Paris, Mallet-Bachelier, 1859. 8vo. Contemporary half calf. XXIV,342 pp.

First edition of this important textbook on function theory. Charles Auguste Briot (1817-1882) was one of the most eminent teachers of his time. Already during his time in elementary school Briot had decided that he wanted to be a mathematics teacher. He entered the École Normale Supériure in 1838 were he was ranked second. Just three years later he received agrégation in mathematics with the highest rank. In March 1842 he received his doctorate of science, having presented his thesis on the movement of a solid body round a fixed point. Despite his marked academic success in research, Briot still wanted to follow his chosen career as a teacher. He first obtained a professorship at the Orléans Lycée and afterward at University of Lyons, where he re-encountered his school friend Jean-Claude Bouquet, with whom he collaborated throughout his career.During the years 1814-1831 Agustin Cauchy created the basic framework of complex function theory. The results obtained by Cauchy were, however, still only to be found throughout his numerous journal papers, and although Cauchy is known for having stimulated the development of mathematical rigor throughout the field, his own research papers often used intuitive, not rigorous, methods.

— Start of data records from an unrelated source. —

fn main() -> anyhow::Result<()> {
    let args: Vec<String> = std::env::args().skip(1).collect();
    feltro_cui::run_with_args(&args)
}
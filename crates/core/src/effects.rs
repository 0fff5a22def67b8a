use crate::{Card, HandKind, Suit};
use serde::{Deserialize, Serialize};

#[derive(Debug, Clone, Copy, Serialize, Deserialize, PartialEq, Eq)]
pub enum ModifierRarity {
    Common,
    Uncommon,
    Rare,
    Legendary,
}

impl ModifierRarity {
    pub fn id(self) -> &'static str {
        match self {
            ModifierRarity::Common => "common",
            ModifierRarity::Uncommon => "uncommon",
            ModifierRarity::Rare => "rare",
            ModifierRarity::Legendary => "legendary",
        }
    }
}

/// UI hint only: whether the effect reads the played cards or applies
/// regardless of them. The scoring engine evaluates both the same way.
#[derive(Debug, Clone, Copy, Serialize, Deserialize, PartialEq, Eq)]
pub enum Activation {
    Passive,
    OnPlay,
}

#[derive(Debug, Clone, Copy, Serialize, Deserialize, PartialEq, Eq)]
pub enum CardFilter {
    Suit(Suit),
    OddRank,
    EvenRank,
}

impl CardFilter {
    pub fn matches(&self, card: Card) -> bool {
        match self {
            CardFilter::Suit(suit) => card.suit == *suit,
            CardFilter::OddRank => card.rank.is_odd(),
            CardFilter::EvenRank => card.rank.is_even(),
        }
    }
}

/// Pure scoring capability carried by a modifier definition. The engine
/// evaluates these generically; adding a modifier never touches engine code.
///
/// Every variant feeds exactly one accumulator (bonus chips, bonus mult, or
/// the x-multiplier), which keeps application commutative.
#[derive(Debug, Clone, Serialize, Deserialize, PartialEq)]
pub enum ModifierEffect {
    /// Flat bonus chips.
    AddChips(i64),
    /// Flat bonus mult.
    AddMult(f64),
    /// Bonus chips per classified card matching the filter.
    PerCardChips { filter: CardFilter, chips: i64 },
    /// Bonus mult per classified card matching the filter.
    PerCardMult { filter: CardFilter, mult: f64 },
    /// Bonus chips scaled by the run's pool size (deck + hand + discard).
    ChipsPerPoolCard(i64),
    /// Unconditional x-multiplier.
    TimesMult(f64),
    /// X-multiplier applied only when the classification is in `hands`.
    TimesMultIfHand { hands: Vec<HandKind>, mult: f64 },
}
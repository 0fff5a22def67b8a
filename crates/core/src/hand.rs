use crate::Card;
use serde::{Deserialize, Serialize};
use std::collections::HashMap;

#[derive(Debug, Clone, Copy, PartialEq, Eq, Hash, Serialize, Deserialize)]
pub enum HandKind {
    HighCard,
    Pair,
    TwoPair,
    ThreeOfAKind,
    Straight,
    Flush,
    FullHouse,
    FourOfAKind,
    StraightFlush,
    RoyalFlush,
}

impl HandKind {
    pub const ALL: [HandKind; 10] = [
        HandKind::HighCard,
        HandKind::Pair,
        HandKind::TwoPair,
        HandKind::ThreeOfAKind,
        HandKind::Straight,
        HandKind::Flush,
        HandKind::FullHouse,
        HandKind::FourOfAKind,
        HandKind::StraightFlush,
        HandKind::RoyalFlush,
    ];

    /// Stable key used for score lookup and by external display-text
    /// resolution. Never user-facing on its own.
    pub fn id(self) -> &'static str {
        match self {
            HandKind::HighCard => "high_card",
            HandKind::Pair => "pair",
            HandKind::TwoPair => "two_pair",
            HandKind::ThreeOfAKind => "three_of_a_kind",
            HandKind::Straight => "straight",
            HandKind::Flush => "flush",
            HandKind::FullHouse => "full_house",
            HandKind::FourOfAKind => "four_of_a_kind",
            HandKind::StraightFlush => "straight_flush",
            HandKind::RoyalFlush => "royal_flush",
        }
    }

    pub fn from_id(id: &str) -> Option<Self> {
        HandKind::ALL.into_iter().find(|kind| kind.id() == id)
    }

    /// Base (chips, mult) for the category.
    pub fn base_score(self) -> (i64, f64) {
        match self {
            HandKind::HighCard => (5, 1.0),
            HandKind::Pair => (10, 2.0),
            HandKind::TwoPair => (20, 2.0),
            HandKind::ThreeOfAKind => (30, 3.0),
            HandKind::Straight => (30, 4.0),
            HandKind::Flush => (35, 4.0),
            HandKind::FullHouse => (40, 4.0),
            HandKind::FourOfAKind => (60, 7.0),
            HandKind::StraightFlush | HandKind::RoyalFlush => (100, 8.0),
        }
    }
}

/// Classification of a selection: category, its base score, and the selected
/// cards sorted ascending by rank value. Derived on demand, never stored.
#[derive(Debug, Clone, PartialEq)]
pub struct HandEval {
    pub kind: HandKind,
    pub base_chips: i64,
    pub base_mult: f64,
    pub cards: Vec<Card>,
}

impl HandEval {
    /// Sentinel for an empty selection. Classified as a high card with a
    /// zeroed base so it can never score as a real play.
    fn empty() -> Self {
        Self {
            kind: HandKind::HighCard,
            base_chips: 0,
            base_mult: 0.0,
            cards: Vec::new(),
        }
    }
}

/// Classify 0–5 selected cards. First match in the precedence ladder wins.
///
/// Straight and flush detection require exactly five cards; smaller
/// selections only ever classify through the rank-frequency ladder.
pub fn evaluate_hand(selected: &[Card]) -> HandEval {
    if selected.is_empty() {
        return HandEval::empty();
    }

    let mut cards = selected.to_vec();
    cards.sort_by_key(|card| card.value());

    let is_flush = cards.len() == 5 && cards.iter().all(|card| card.suit == cards[0].suit);
    let is_straight = cards.len() == 5 && is_straight_run(&cards);

    let mut rank_counts: HashMap<u8, usize> = HashMap::new();
    for card in &cards {
        *rank_counts.entry(card.value()).or_insert(0) += 1;
    }
    let mut freq: Vec<usize> = rank_counts.values().copied().collect();
    freq.sort_by(|a, b| b.cmp(a));

    let kind = if is_flush && is_straight {
        if is_royal(&cards) {
            HandKind::RoyalFlush
        } else {
            HandKind::StraightFlush
        }
    } else if freq[0] == 4 {
        HandKind::FourOfAKind
    } else if freq[0] == 3 && freq.get(1).copied().unwrap_or(0) >= 2 {
        HandKind::FullHouse
    } else if is_flush {
        HandKind::Flush
    } else if is_straight {
        HandKind::Straight
    } else if freq[0] == 3 {
        HandKind::ThreeOfAKind
    } else if freq[0] == 2 && freq.get(1).copied().unwrap_or(0) == 2 {
        HandKind::TwoPair
    } else if freq[0] == 2 {
        HandKind::Pair
    } else {
        HandKind::HighCard
    };

    let (base_chips, base_mult) = kind.base_score();
    HandEval {
        kind,
        base_chips,
        base_mult,
        cards,
    }
}

/// Five consecutive distinct rank values, with A-2-3-4-5 (the wheel) treated
/// as consecutive.
fn is_straight_run(cards: &[Card]) -> bool {
    let mut values: Vec<u8> = cards.iter().map(|card| card.value()).collect();
    values.sort_unstable();
    values.dedup();
    if values.len() != 5 {
        return false;
    }
    if values == [2, 3, 4, 5, 14] {
        return true;
    }
    values.windows(2).all(|pair| pair[1] == pair[0] + 1)
}

/// Royal requires both Ace and King in a straight flush, which rules the
/// wheel flush out.
fn is_royal(cards: &[Card]) -> bool {
    let has = |value: u8| cards.iter().any(|card| card.value() == value);
    has(14) && has(13)
}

The joint scientific work of Briot and Bouquet was a profound study and clarification of the analytic work of Cauchy. In a memoire that has remained famous since its publication in 1853, they proposed to establish precisely the conditions that a function must fulfill in order to be developable into an entire series. They also perfected the analysis by which Cauchy had, for the first time, established the existence of the integral of a differential equation. They opened the way to research on singular points and showed their importance for knowledge of the integral. All this work culminated in their extremely influential text book 'Théorie des fonctions doublement périodiques et, en particulier, des fonctions elliptiques'. This work played a decisive role in spreading Cauchy's methods and results to European mathematicians, and for a long time it remained the standard text of the French School. It was translated into German in 1862, and went through several editions. For his outstanding contributions to mathematics the Académie des Sciences in Paris awarded Briot their Poncelet Prize in 1882 shortly before he died.